Memory (Gi) System reserved (Gi) Kube reserved (Gi) Reserved total (Gi) Eviction Soft (Gi) Eviction Hard (Gi) Allocatable of node (%)
8 0.4 1.0 1.4 0.00 0.25 79%
16 0.4 1.8 2.2 0.00 0.25 85%
32 0.4 3.4 3.8 0.00 0.25 87%
64 0.4 3.7 4.1 0.00 0.25 93%
120 0.4 4.3 4.7 0.00 0.25 96%
240 0.4 4.5 4.9 0.00 0.25 98%
384 0.4 6.9 7.3 0.00 0.25 98%
512 0.4 8.2 8.6 0.00 0.25 98%

Ephemeral Disk Reservations

NOTE: We use the default of nodefs.available at 10%.

Storage (Gi) System reserved (Gi) Kube reserved (Gi) Reserved total (Gi) Eviction Soft (Gi) Eviction Hard (Gi) Allocatable of node (%)
60 12.0 1.0 13.0 0.0 6.0 68%
80 12.0 1.0 13.0 0.0 8.0 74%
120 12.0 1.0 13.0 0.0 12.0 79%
240 12.0 1.0 13.0 0.0 24.0 85%
1600 12.0 1.0 13.0 0.0 160.0 89%

Cluster add-ons

We currently offer managed cert-manager, NGINX Ingress and elx-nodegroup-controller.

Cert-manager

Cert-manager (link to cert-manager.io) helps you to manage TLS certificates. A common use case is to use lets-encrypt to “automatically” generate certificates for web apps. However the functionality goes much deeper. We also have usage instructions and have a guide if you wish to deploy cert-manager yourself.

Ingress

An ingress controller in a Kubernetes cluster manages how external traffic reaches your services. It routes requests based on rules, handles load balancing, and can integrate with cert-manager to manage TLS certificates. This simplifies traffic handling and improves scalability and security compared to exposing each service individually. We have a usage guide with examples that can be found here.

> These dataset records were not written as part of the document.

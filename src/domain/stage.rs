//! The six fixed pipeline stages and how each one ended.

use std::fmt;

use serde::{Deserialize, Serialize};

/// Pipeline stage identifiers, in execution order
#[derive(Debug, Clone, Copy, PartialEq, Eq, PartialOrd, Ord, Hash, Serialize, Deserialize)]
#[serde(rename_all = "snake_case")]
pub enum StageName {
    ResearchQuestions,
    DeepResearch,
    RefinedDraft,
    FinalUseCase,
    ExampleSolution,
    VisualSuggestions,
}

impl StageName {
    /// All stages in execution order
    pub const ALL: [StageName; 6] = [
        Self::ResearchQuestions,
        Self::DeepResearch,
        Self::RefinedDraft,
        Self::FinalUseCase,
        Self::ExampleSolution,
        Self::VisualSuggestions,
    ];

    /// Step cache key and file stem
    pub fn as_str(&self) -> &'static str {
        match self {
            Self::ResearchQuestions => "research_questions",
            Self::DeepResearch => "deep_research",
            Self::RefinedDraft => "refined_draft",
            Self::FinalUseCase => "final_use_case",
            Self::ExampleSolution => "example_solution",
            Self::VisualSuggestions => "visual_suggestions",
        }
    }

    /// 1-based position in the pipeline
    pub fn number(&self) -> usize {
        Self::ALL.iter().position(|s| s == self).unwrap_or(0) + 1
    }

    /// Progress description shown when the stage starts
    pub fn description(&self) -> &'static str {
        match self {
            Self::ResearchQuestions => "Identifying research questions",
            Self::DeepResearch => "Conducting deep research",
            Self::RefinedDraft => "Refining use case with research findings",
            Self::FinalUseCase => "Applying final polish",
            Self::ExampleSolution => "Generating example solution",
            Self::VisualSuggestions => "Creating visual element suggestions",
        }
    }

    pub fn parse(name: &str) -> Option<Self> {
        Self::ALL.into_iter().find(|s| s.as_str() == name)
    }
}

impl fmt::Display for StageName {
    fn fmt(&self, f: &mut fmt::Formatter<'_>) -> fmt::Result {
        f.write_str(self.as_str())
    }
}

/// How a stage produced (or failed to produce) its output
#[derive(Debug, Clone, Copy, PartialEq, Eq, Serialize, Deserialize)]
#[serde(rename_all = "snake_case")]
pub enum StageOutcome {
    /// Computed by a successful collaborator call
    Fresh,

    /// Returned from the step cache without any outbound call
    CacheHit,

    /// Collaborator failed; a previously cached result was reused
    Recovered,

    /// Collaborator failed; a fixed fallback was substituted
    Degraded,

    /// Collaborator failed with nothing to fall back on
    Fatal,
}

impl StageOutcome {
    /// Whether the pipeline may continue past this stage
    pub fn is_success(&self) -> bool {
        !matches!(self, Self::Fatal)
    }

    /// Whether the output came from a recovery path
    pub fn is_partial(&self) -> bool {
        matches!(self, Self::Recovered | Self::Degraded)
    }
}

impl fmt::Display for StageOutcome {
    fn fmt(&self, f: &mut fmt::Formatter<'_>) -> fmt::Result {
        let label = match self {
            Self::Fresh => "fresh",
            Self::CacheHit => "cache-hit",
            Self::Recovered => "recovered",
            Self::Degraded => "degraded",
            Self::Fatal => "fatal",
        };
        f.write_str(label)
    }
}

#[cfg(test)]
mod tests {
    use super::*;

    #[test]
    fn test_stage_order_and_numbers() {
        assert_eq!(StageName::ResearchQuestions.number(), 1);
        assert_eq!(StageName::VisualSuggestions.number(), 6);
        assert!(StageName::DeepResearch < StageName::RefinedDraft);
    }

    #[test]
    fn test_stage_name_roundtrip() {
        for stage in StageName::ALL {
            assert_eq!(StageName::parse(stage.as_str()), Some(stage));
        }
        assert_eq!(StageName::parse("unknown"), None);
    }

    #[test]
    fn test_outcome_classification() {
        assert!(StageOutcome::CacheHit.is_success());
        assert!(StageOutcome::Degraded.is_success());
        assert!(StageOutcome::Degraded.is_partial());
        assert!(!StageOutcome::Fresh.is_partial());
        assert!(!StageOutcome::Fatal.is_success());
    }
}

We have chosen to use ingress-nginx and to support ingress, we limit what custom configurations can be made per cluster. We offer two “modes”. One that we call direct mode, which is the default behavior. This mode is used when end-clients connect directly to your ingress. We also have a proxy mode for when a proxy (e.g., WAF) is used in front of your ingress. When running in proxy mode, we also have the ability to limit traffic from specific IP addresses, which we recommend doing for security reasons. If you are unsure which mode to use or how to handle IP whitelisting, just let us know and we will help you choose the best options for your use case.

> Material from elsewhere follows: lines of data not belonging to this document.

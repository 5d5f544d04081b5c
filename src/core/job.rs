//! Job identity, directory, metadata and logging sinks.
//!
//! A job owns one directory for its whole lifetime:
//!
//! ```text
//! <jobs-root>/<job-id>/
//!   metadata.json         written once at job start
//!   execution.log         DEBUG-level log of the run
//!   events.jsonl          stage progress log
//!   <stage>.json          step cache records
//!   use_case.md           assembled document
//! ```

use std::fs::OpenOptions;
use std::path::{Path, PathBuf};
use std::sync::Mutex;

use anyhow::{Context, Result};
use chrono::{DateTime, Local, Utc};
use serde::{Deserialize, Serialize};
use sha2::{Digest, Sha256};
use tracing::{info, warn};
use tracing_subscriber::filter::LevelFilter;
use tracing_subscriber::{fmt, layer::SubscriberExt, util::SubscriberInitExt, EnvFilter, Layer};
use uuid::Uuid;

use super::event_log::EventLog;
use super::step_cache::FileStepCache;
use crate::domain::UseCaseSpec;

const METADATA_FILE: &str = "metadata.json";
const LOG_FILE: &str = "execution.log";
const DOCUMENT_FILE: &str = "use_case.md";

/// Summary persisted once when a job starts
#[derive(Debug, Clone, PartialEq, Serialize, Deserialize)]
pub struct JobMetadata {
    pub job_id: String,
    pub created_at: DateTime<Utc>,
    pub use_case_title: String,
    /// Fingerprint of the brief the cached outputs were produced from
    #[serde(default)]
    pub spec_fingerprint: Option<String>,
}

/// A generation job and its output directory
#[derive(Debug, Clone)]
pub struct JobContext {
    job_id: String,
    dir: PathBuf,
    events: EventLog,
}

impl JobContext {
    /// Start a new job: derive an id from the title and create its directory
    pub fn create(jobs_root: &Path, title: &str) -> Result<Self> {
        let job_id = derive_job_id(title, Local::now());
        Self::with_id(jobs_root, &job_id)
    }

    /// Use an explicit job id, creating the directory if needed (resume)
    pub fn with_id(jobs_root: &Path, job_id: &str) -> Result<Self> {
        let dir = jobs_root.join(job_id);
        std::fs::create_dir_all(&dir)
            .with_context(|| format!("Failed to create job directory: {}", dir.display()))?;

        Ok(Self::at(job_id, dir))
    }

    /// Open a job directory that must already exist
    pub fn open_existing(jobs_root: &Path, job_id: &str) -> Result<Self> {
        let dir = jobs_root.join(job_id);
        if !dir.is_dir() {
            anyhow::bail!("Job not found: {} (looked in {})", job_id, jobs_root.display());
        }

        Ok(Self::at(job_id, dir))
    }

    fn at(job_id: &str, dir: PathBuf) -> Self {
        Self {
            job_id: job_id.to_string(),
            events: EventLog::in_dir(&dir),
            dir,
        }
    }

    pub fn job_id(&self) -> &str {
        &self.job_id
    }

    pub fn directory(&self) -> &Path {
        &self.dir
    }

    pub fn events(&self) -> &EventLog {
        &self.events
    }

    pub fn step_cache(&self) -> FileStepCache {
        FileStepCache::new(&self.dir)
    }

    pub fn metadata_path(&self) -> PathBuf {
        self.dir.join(METADATA_FILE)
    }

    pub fn log_path(&self) -> PathBuf {
        self.dir.join(LOG_FILE)
    }

    pub fn document_path(&self) -> PathBuf {
        self.dir.join(DOCUMENT_FILE)
    }

    /// Persist job metadata on first start.
    ///
    /// An existing file is left untouched; if its fingerprint differs from
    /// `spec`, cached stage outputs came from a different brief and a
    /// warning is logged.
    pub fn record_metadata(&self, spec: &UseCaseSpec) -> Result<JobMetadata> {
        let path = self.metadata_path();
        let fingerprint = spec_fingerprint(spec);

        if path.exists() {
            let existing = self.read_metadata()?;
            if existing.spec_fingerprint.as_deref() != Some(fingerprint.as_str()) {
                warn!(
                    "Job {} was started from a different use case spec; cached stage results may not match",
                    self.job_id
                );
            }
            return Ok(existing);
        }

        let metadata = JobMetadata {
            job_id: self.job_id.clone(),
            created_at: Utc::now(),
            use_case_title: spec.title.clone(),
            spec_fingerprint: Some(fingerprint),
        };

        let json = serde_json::to_string_pretty(&metadata).context("Failed to serialize job metadata")?;
        std::fs::write(&path, json)
            .with_context(|| format!("Failed to write job metadata: {}", path.display()))?;

        Ok(metadata)
    }

    pub fn read_metadata(&self) -> Result<JobMetadata> {
        let path = self.metadata_path();
        let raw = std::fs::read_to_string(&path)
            .with_context(|| format!("Failed to read job metadata: {}", path.display()))?;

        serde_json::from_str(&raw)
            .with_context(|| format!("Failed to parse job metadata: {}", path.display()))
    }

    /// Write the assembled document, replacing any previous version
    pub async fn write_document(&self, document: &str) -> Result<PathBuf> {
        let path = self.document_path();
        tokio::fs::write(&path, document)
            .await
            .with_context(|| format!("Failed to write document: {}", path.display()))?;
        Ok(path)
    }

    /// Install the console progress sink and the per-job DEBUG file sink.
    ///
    /// Only the first subscriber installed in a process takes effect.
    pub fn install_logging(&self) -> Result<()> {
        let path = self.log_path();
        let file = OpenOptions::new()
            .create(true)
            .append(true)
            .open(&path)
            .with_context(|| format!("Failed to open log file: {}", path.display()))?;

        let console = fmt::layer()
            .with_target(false)
            .with_filter(EnvFilter::try_from_default_env().unwrap_or_else(|_| EnvFilter::new("info")));

        let durable = fmt::layer()
            .with_ansi(false)
            .with_writer(Mutex::new(file))
            .with_filter(LevelFilter::DEBUG);

        if tracing_subscriber::registry()
            .with(console)
            .with(durable)
            .try_init()
            .is_ok()
        {
            info!("Logging to {}", path.display());
        }

        Ok(())
    }
}

/// Derive a job id: normalized title, local timestamp, short random suffix
pub fn derive_job_id(title: &str, now: DateTime<Local>) -> String {
    let suffix = Uuid::new_v4().simple().to_string();
    format!(
        "{}_{}_{}",
        slugify(title),
        now.format("%Y%m%d_%H%M%S"),
        &suffix[..4]
    )
}

/// Lowercase, whitespace-separated words joined by `_`
pub fn slugify(title: &str) -> String {
    let slug = title
        .split_whitespace()
        .map(|word| {
            word.chars()
                .filter(|c| c.is_alphanumeric() || *c == '-' || *c == '_')
                .flat_map(char::to_lowercase)
                .collect::<String>()
        })
        .filter(|word| !word.is_empty())
        .collect::<Vec<_>>()
        .join("_");

    if slug.is_empty() {
        "use_case".to_string()
    } else {
        slug
    }
}

/// First 16 hex chars of SHA-256 over the formatted spec
pub fn spec_fingerprint(spec: &UseCaseSpec) -> String {
    let mut hasher = Sha256::new();
    hasher.update(spec.to_prompt_text().as_bytes());
    let result = hasher.finalize();
    hex::encode(&result[..8])
}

If you are interested in removing any limitations, we’ve assembled guides with everything you need to install the same IngressController as we provide. This will give you full control. The various resources give configuration examples and instructions for lifecycle management. These can be found here.

elx-nodegroup-controller

The nodegroup controller is useful when customers want to use custom taints or labels on their nodes. It supports matching nodes based on nodegroup or by name. The controller can be found on Github if you wish to inspect the code or deploy it yourself.